The IG Client Sentiment report reveals 56.92% of dealers are currently net-long AUD/USD, with the proportion of traders long to short standing at 1.32 to 1. The amount of dealers net-long is 5.05% higher compared to yesterday and 54.98% higher from a week, while the number of traders net-short is 1.09% higher than yesterday and 38.54% reduced from last week.
The development in net-long position comes as AUD/USD extends the rebound from their 50-Day SMA (0.7718), although the decrease in net-short curiosity has fueled a change in retail opinion since 40.70% of dealers were net-long the set during the previous week. Nevertheless, the decrease from the February high (0.8007) might end up being an exhaustion of this broader trend rather than a change in behaviour as major central banks rely upon their balance sheets to achieve their coverage goals, and AUD/USD can continue to reflect the bullish price action found in 2020 as crucial market themes remain in place.
With that said, the technical outlook for AUD/USD remains constructive as the break above January’s high (0.7820) negates the scope to get a double-top formation, but recent developments in the Relative Strength Indicator (RSI) point to a further correction in the market rate as the oscillator drops straight back from overbought territory and snaps the up trend based in February.
AUD/USD RATE DAILY CHART
Keep in mindthe AUD/USD correction in the September large (0.7414) proved to be an exhaustion from the bullish trend rather than a change in behaviour as the exchange rate traded into fresh annual highs during December.
At the same time, developments in the Relative Strength Indicator (RSI)showed the bullish momentum gathering speed as the index pushed into overbought territory for first time since September, using the break above 70 accompanied by a further appreciation in AUD/USD like the behavior found in the first half of 2020.
But a textbook RSI market sign emerged after the failed effort to test the March 2018 large (0.7916), together with AUD/USD trading to new 2021 lows in February as it neglected to conserve the January range.

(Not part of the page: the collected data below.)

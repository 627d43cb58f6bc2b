use super::types::EntitySpec;
use anyhow::Context;
use once_cell::sync::Lazy;
use regex::Regex;
use serde_json::Value;
use std::fmt;
use std::path::Path;

/// Structural parse failure for one spec document.
///
/// Fatal for that document only; sibling documents keep processing.
#[derive(Debug, Clone, PartialEq, Eq)]
pub struct MalformedSpecError {
    /// Document name or path, `<input>` for inline text.
    pub document: String,
    /// Underlying parse failure.
    pub reason: String,
}

impl fmt::Display for MalformedSpecError {
    fn fmt(&self, f: &mut fmt::Formatter<'_>) -> fmt::Result {
        write!(f, "malformed spec document '{}': {}", self.document, self.reason)
    }
}

impl std::error::Error for MalformedSpecError {}

impl MalformedSpecError {
    fn new(document: &str, reason: impl Into<String>) -> Self {
        MalformedSpecError {
            document: document.to_string(),
            reason: reason.into(),
        }
    }
}

static LINE_COMMENT_RE: Lazy<Regex> =
    Lazy::new(|| Regex::new(r"//[^\n]*").expect("line comment regex should be valid"));
static BLOCK_COMMENT_RE: Lazy<Regex> =
    Lazy::new(|| Regex::new(r"(?s)/\*.*?\*/").expect("block comment regex should be valid"));
static TRAILING_COMMA_RE: Lazy<Regex> =
    Lazy::new(|| Regex::new(r",(\s*[}\]])").expect("trailing comma regex should be valid"));

fn strip_bom(text: &str) -> &str {
    text.strip_prefix('\u{feff}').unwrap_or(text)
}

// Regex-based, not grammar-aware. Only runs after strict parsing already
// failed, so well-formed documents are never rewritten.
fn sanitize(text: &str) -> String {
    let without_line = LINE_COMMENT_RE.replace_all(text, "");
    let without_block = BLOCK_COMMENT_RE.replace_all(&without_line, "");
    TRAILING_COMMA_RE.replace_all(&without_block, "$1").into_owned()
}

/// Parse entity specs from raw document text.
///
/// Strict JSON is tried first; on failure the tolerant cleanup pass (BOM,
/// `//` and `/* */` comments, trailing commas) runs once and parsing is
/// retried. A document that still fails is malformed as a whole.
pub fn parse_entities(text: &str) -> Result<Vec<EntitySpec>, MalformedSpecError> {
    parse_entities_named("<input>", text)
}

/// Same as [`parse_entities`] but tags errors with the document name.
pub fn parse_entities_named(
    document: &str,
    text: &str,
) -> Result<Vec<EntitySpec>, MalformedSpecError> {
    let raw = strip_bom(text);
    let value: Value = match serde_json::from_str(raw) {
        Ok(v) => v,
        Err(_) => {
            let sanitized = sanitize(raw);
            serde_json::from_str(&sanitized)
                .map_err(|e| MalformedSpecError::new(document, e.to_string()))?
        }
    };
    collect_entities(document, value)
}

/// Read and parse one spec file.
pub fn load_entities(path: &Path) -> anyhow::Result<Vec<EntitySpec>> {
    let text = std::fs::read_to_string(path)
        .with_context(|| format!("failed to read spec file {}", path.display()))?;
    let document = path.display().to_string();
    Ok(parse_entities_named(&document, &text)?)
}

/// Container shapes are detected structurally: a wrapper object with an
/// `entidades`/`entities` array, a bare array, or a bare entity object.
fn collect_entities(document: &str, value: Value) -> Result<Vec<EntitySpec>, MalformedSpecError> {
    let items: Vec<Value> = match value {
        Value::Array(items) => items,
        Value::Object(mut map) => {
            if let Some(collection) = map.remove("entidades").or_else(|| map.remove("entities")) {
                match collection {
                    Value::Array(items) => items,
                    other => {
                        return Err(MalformedSpecError::new(
                            document,
                            format!("entity collection key must hold an array, found {}", kind_name(&other)),
                        ))
                    }
                }
            } else if map.contains_key("nome")
                || map.contains_key("name")
                || map.contains_key("entity")
            {
                vec![Value::Object(map)]
            } else {
                return Err(MalformedSpecError::new(
                    document,
                    "top-level object is neither an entity nor an entity collection",
                ));
            }
        }
        other => {
            return Err(MalformedSpecError::new(
                document,
                format!("expected an object or array at the top level, found {}", kind_name(&other)),
            ))
        }
    };

    items
        .into_iter()
        .enumerate()
        .map(|(idx, item)| {
            serde_json::from_value::<EntitySpec>(item)
                .map_err(|e| MalformedSpecError::new(document, format!("entity #{}: {}", idx + 1, e)))
        })
        .collect()
}

fn kind_name(value: &Value) -> &'static str {
    match value {
        Value::Null => "null",
        Value::Bool(_) => "a boolean",
        Value::Number(_) => "a number",
        Value::String(_) => "a string",
        Value::Array(_) => "an array",
        Value::Object(_) => "an object",
    }
}
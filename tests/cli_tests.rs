#![allow(clippy::unwrap_used, clippy::expect_used)]

mod common;

use common::temp_files;
use std::fs;
use std::process::{Command, Output};

const GOOD_DOC: &str = r#"{
  "entidades": [
    {
      "nome": "Produto",
      "colunas": [
        { "nome_col": "nu_produto", "tipo": "int", "primary_key": 1 },
        { "nome_col": "ds_nome", "tipo": "str", "tam": 80 }
      ]
    }
  ]
}"#;

const WARNING_DOC: &str = r#"{
  "nome": "Produto",
  "colunas": [
    { "tipo": "int" },
    { "nome_col": "ds_nome", "tipo": "str" }
  ]
}"#;

fn run_telagen(args: &[&str]) -> Output {
    let exe = env!("CARGO_BIN_EXE_telagen");
    Command::new(exe).args(args).output().expect("run telagen")
}

#[test]
fn test_cli_generate_writes_project() {
    let spec = temp_files::create_temp_spec(GOOD_DOC);
    let out = temp_files::create_out_dir();

    let output = run_telagen(&[
        "generate",
        "--spec",
        spec.to_str().unwrap(),
        "--base",
        out.to_str().unwrap(),
    ]);
    assert!(output.status.success());

    let stdout = String::from_utf8_lossy(&output.stdout);
    assert!(stdout.contains("✅ Produto"));
    assert!(out.join("shared/models/produto.model.ts").exists());
    assert!(out.join("services/produto.service.ts").exists());
    assert!(out.join("componentes/produto/listar.produto.ts").exists());
    assert!(out.join("app.routes.ts").exists());

    temp_files::cleanup_temp_files(&[spec]);
    temp_files::cleanup_dirs(&[out]);
}

#[test]
fn test_cli_generate_dry_run_touches_nothing() {
    let spec = temp_files::create_temp_spec(GOOD_DOC);
    let out = temp_files::create_out_dir();

    let output = run_telagen(&[
        "generate",
        "--spec",
        spec.to_str().unwrap(),
        "--base",
        out.to_str().unwrap(),
        "--dry-run",
    ]);
    assert!(output.status.success());

    let stdout = String::from_utf8_lossy(&output.stdout);
    assert!(stdout.contains("Would write"));
    assert_eq!(fs::read_dir(&out).unwrap().count(), 0);

    temp_files::cleanup_temp_files(&[spec]);
    temp_files::cleanup_dirs(&[out]);
}

#[test]
fn test_cli_generate_only_routes() {
    let spec = temp_files::create_temp_spec(GOOD_DOC);
    let out = temp_files::create_out_dir();

    let output = run_telagen(&[
        "generate",
        "--spec",
        spec.to_str().unwrap(),
        "--base",
        out.to_str().unwrap(),
        "--only",
        "routes",
    ]);
    assert!(output.status.success());

    assert!(out.join("app.routes.ts").exists());
    assert!(!out.join("shared").exists());
    assert!(!out.join("services").exists());
    assert!(!out.join("componentes").exists());

    temp_files::cleanup_temp_files(&[spec]);
    temp_files::cleanup_dirs(&[out]);
}

#[test]
fn test_cli_generate_malformed_spec_exits_nonzero() {
    let spec = temp_files::create_temp_spec("{ not a spec");
    let out = temp_files::create_out_dir();

    let output = run_telagen(&[
        "generate",
        "--spec",
        spec.to_str().unwrap(),
        "--base",
        out.to_str().unwrap(),
    ]);
    assert!(!output.status.success());
    assert_eq!(output.status.code(), Some(1));

    let stdout = String::from_utf8_lossy(&output.stdout);
    assert!(stdout.contains("failed"));

    temp_files::cleanup_temp_files(&[spec]);
    temp_files::cleanup_dirs(&[out]);
}

#[test]
fn test_cli_check_reports_entities() {
    let spec = temp_files::create_temp_spec(GOOD_DOC);

    let output = run_telagen(&["check", "--spec", spec.to_str().unwrap()]);
    assert!(output.status.success());

    let stdout = String::from_utf8_lossy(&output.stdout);
    assert!(stdout.contains("✅ Produto (2 field(s))"));
    assert!(stdout.contains("1 entity(ies) checked, 0 warning(s)"));

    temp_files::cleanup_temp_files(&[spec]);
}

#[test]
fn test_cli_check_fail_on_warning() {
    let spec = temp_files::create_temp_spec(WARNING_DOC);

    // Warnings alone do not fail the check.
    let output = run_telagen(&["check", "--spec", spec.to_str().unwrap()]);
    assert!(output.status.success());
    let stdout = String::from_utf8_lossy(&output.stdout);
    assert!(stdout.contains("⚠️"));

    let output = run_telagen(&[
        "check",
        "--spec",
        spec.to_str().unwrap(),
        "--fail-on-warning",
    ]);
    assert!(!output.status.success());
    assert_eq!(output.status.code(), Some(1));

    temp_files::cleanup_temp_files(&[spec]);
}

#[test]
fn test_cli_check_unreadable_document_fails() {
    let missing = std::env::temp_dir().join("telagen_cli_missing_spec.json");

    let output = run_telagen(&["check", "--spec", missing.to_str().unwrap()]);
    assert!(!output.status.success());

    let stdout = String::from_utf8_lossy(&output.stdout);
    assert!(stdout.contains("❌"));
}
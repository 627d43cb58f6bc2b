mod normalize;
mod types;

pub use normalize::*;
pub use types::*;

But the pullback from the January high (0.7820) turned out to be a short lived, with AUD/USD trading into new yearly drops to negate the scope to get a double-top formation.
Consequently, the decrease in the February large (0.8007) may also be an additional exhaustion in the broader trend as AUD/USD continues to respond to the50-Day SMA (0.7718), however recent advancements at the RSI stage to some further correction in AUD/USD since the oscillator falls back from overburdened land and snaps the upward trend established in February.
Nevertheless, the move back over the Fibonacci overlap around 0.7720 (38.2% growth ) into 0.7760 (23.6% expansion) brings the 0.7880 (38.2% growth ) region back to the radar, together with the next area of interest coming in around 0.7930 (50 percent retracement) to 0.7950 (50% expansion).